## WHAT TO PRODUCE
Taking the line with "pub fn is_passthrough(path: &str)" as the first and the line with "let mut pieces" as the last, set down exactly every line in that range from the entries below, and no more.

■ ■ ■ ■ ■ ■ ■

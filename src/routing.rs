//! Request routing for locale-prefixed URLs.
//!
//! Public URLs use localized slugs (`/fr/a-propos`), while pages are
//! registered under canonical slugs (`/fr/about`). This module decides how
//! an incoming path maps onto the page tree.

use crate::i18n::{segments, split_locale_prefix, Locale, SlugTable};
use serde::Serialize;
use tracing::debug;

/// Paths that are served as-is, never localized.
const PASSTHROUGH_PREFIXES: &[&str] = &["/_next", "/api", "/static"];
const PASSTHROUGH_FILES: &[&str] = &["/favicon.ico", "/robots.txt", "/sitemap.xml"];

/// What to do with an incoming request path.
#[derive(Debug, Clone, PartialEq, Eq, Serialize)]
#[serde(tag = "action", content = "path", rename_all = "lowercase")]
pub enum RouteDecision {
    /// Serve the path unchanged
    Next,
    /// Serve the page at this internal path; the browser URL is kept
    Rewrite(String),
}

/// Whether a path bypasses locale handling (assets, API, internals).
pub fn is_passthrough(path: &str) -> bool {
    PASSTHROUGH_PREFIXES.iter().any(|prefix| path.starts_with(prefix))
        || PASSTHROUGH_FILES.contains(&path)
        || path.contains('.')
}

/// Decide how to serve `path`.
///
/// - Locale-prefixed paths whose first page segment is localized are
///   rewritten to the canonical slug; anything after it is kept.
/// - Unprefixed paths belong to the default locale and are rewritten
///   internally to `/{default}{path}`, keeping public URLs prefix-free.
pub fn route_request(path: &str, slugs: &SlugTable) -> RouteDecision {
    if is_passthrough(path) {
        return RouteDecision::Next;
    }

    match split_locale_prefix(path) {
        (Some(locale), rest) => {
            let mut parts = segments(rest);
            let Some(localized) = parts.next() else {
                return RouteDecision::Next;
            };

            let canonical = slugs.canonicalize(localized, locale);
            if canonical == localized {
                return RouteDecision::Next;
            }

            let remaining: Vec<&str> = parts.collect();
            let target = if remaining.is_empty() {
                format!("/{}/{}", locale.code(), canonical)
            } else {
                format!("/{}/{}/{}", locale.code(), canonical, remaining.join("/"))
            };
            debug!("Rewriting {} -> {}", path, target);
            RouteDecision::Rewrite(target)
        }
        (None, _) => {
            let locale = Locale::default();
            RouteDecision::Rewrite(format!("/{}{}", locale.code(), path))
        }
    }
}

/// Pick the best supported locale from an `Accept-Language` header.
///
/// Entries are ordered by q-value and matched on their primary subtag, so
/// `fr-CA` selects `fr`. A missing, unparsable or non-finite q counts as 1;
/// ties keep header order. Falls back to the default locale.
pub fn negotiate_locale(accept_language: Option<&str>) -> Locale {
    let Some(header) = accept_language.filter(|h| !h.trim().is_empty()) else {
        return Locale::default();
    };

    let mut entries: Vec<(String, f64)> = header
        .split(',')
        .filter_map(|part| {
            let mut pieces = part.trim().split(';');
            let tag = pieces.next()?.trim();
            if tag.is_empty() {
                return None;
            }

            let quality = pieces
                .filter_map(|p| p.trim().strip_prefix("q="))
                .find_map(|q| q.parse::<f64>().ok().filter(|q| q.is_finite()))
                .unwrap_or(1.0);

            let primary = tag.split('-').next().unwrap_or(tag).to_lowercase();
            Some((primary, quality))
        })
        .collect();

    entries.sort_by(|a, b| b.1.total_cmp(&a.1));

    entries
        .iter()
        .filter(|(_, quality)| *quality > 0.0)
        .find_map(|(code, _)| Locale::from_code(code).ok())
        .unwrap_or_default()
}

■ ■ ■ ■ ■ ■ ■

## ANSWER SECTION
pub fn is_passthrough(path: &str) -> bool {
    PASSTHROUGH_PREFIXES.iter().any(|prefix| path.starts_with(prefix))
        || PASSTHROUGH_FILES.contains(&path)
        || path.contains('.')
}

/// Decide how to serve `path`.
///
/// - Locale-prefixed paths whose first page segment is localized are
///   rewritten to the canonical slug; anything after it is kept.
/// - Unprefixed paths belong to the default locale and are rewritten
///   internally to `/{default}{path}`, keeping public URLs prefix-free.
pub fn route_request(path: &str, slugs: &SlugTable) -> RouteDecision {
    if is_passthrough(path) {
        return RouteDecision::Next;
    }

    match split_locale_prefix(path) {
        (Some(locale), rest) => {
            let mut parts = segments(rest);
            let Some(localized) = parts.next() else {
                return RouteDecision::Next;
            };

            let canonical = slugs.canonicalize(localized, locale);
            if canonical == localized {
                return RouteDecision::Next;
            }

            let remaining: Vec<&str> = parts.collect();
            let target = if remaining.is_empty() {
                format!("/{}/{}", locale.code(), canonical)
            } else {
                format!("/{}/{}/{}", locale.code(), canonical, remaining.join("/"))
            };
            debug!("Rewriting {} -> {}", path, target);
            RouteDecision::Rewrite(target)
        }
        (None, _) => {
            let locale = Locale::default();
            RouteDecision::Rewrite(format!("/{}{}", locale.code(), path))
        }
    }
}

/// Pick the best supported locale from an `Accept-Language` header.
///
/// Entries are ordered by q-value and matched on their primary subtag, so
/// `fr-CA` selects `fr`. A missing, unparsable or non-finite q counts as 1;
/// ties keep header order. Falls back to the default locale.
pub fn negotiate_locale(accept_language: Option<&str>) -> Locale {
    let Some(header) = accept_language.filter(|h| !h.trim().is_empty()) else {
        return Locale::default();
    };

    let mut entries: Vec<(String, f64)> = header
        .split(',')
        .filter_map(|part| {
            let mut pieces = part.trim().split(';');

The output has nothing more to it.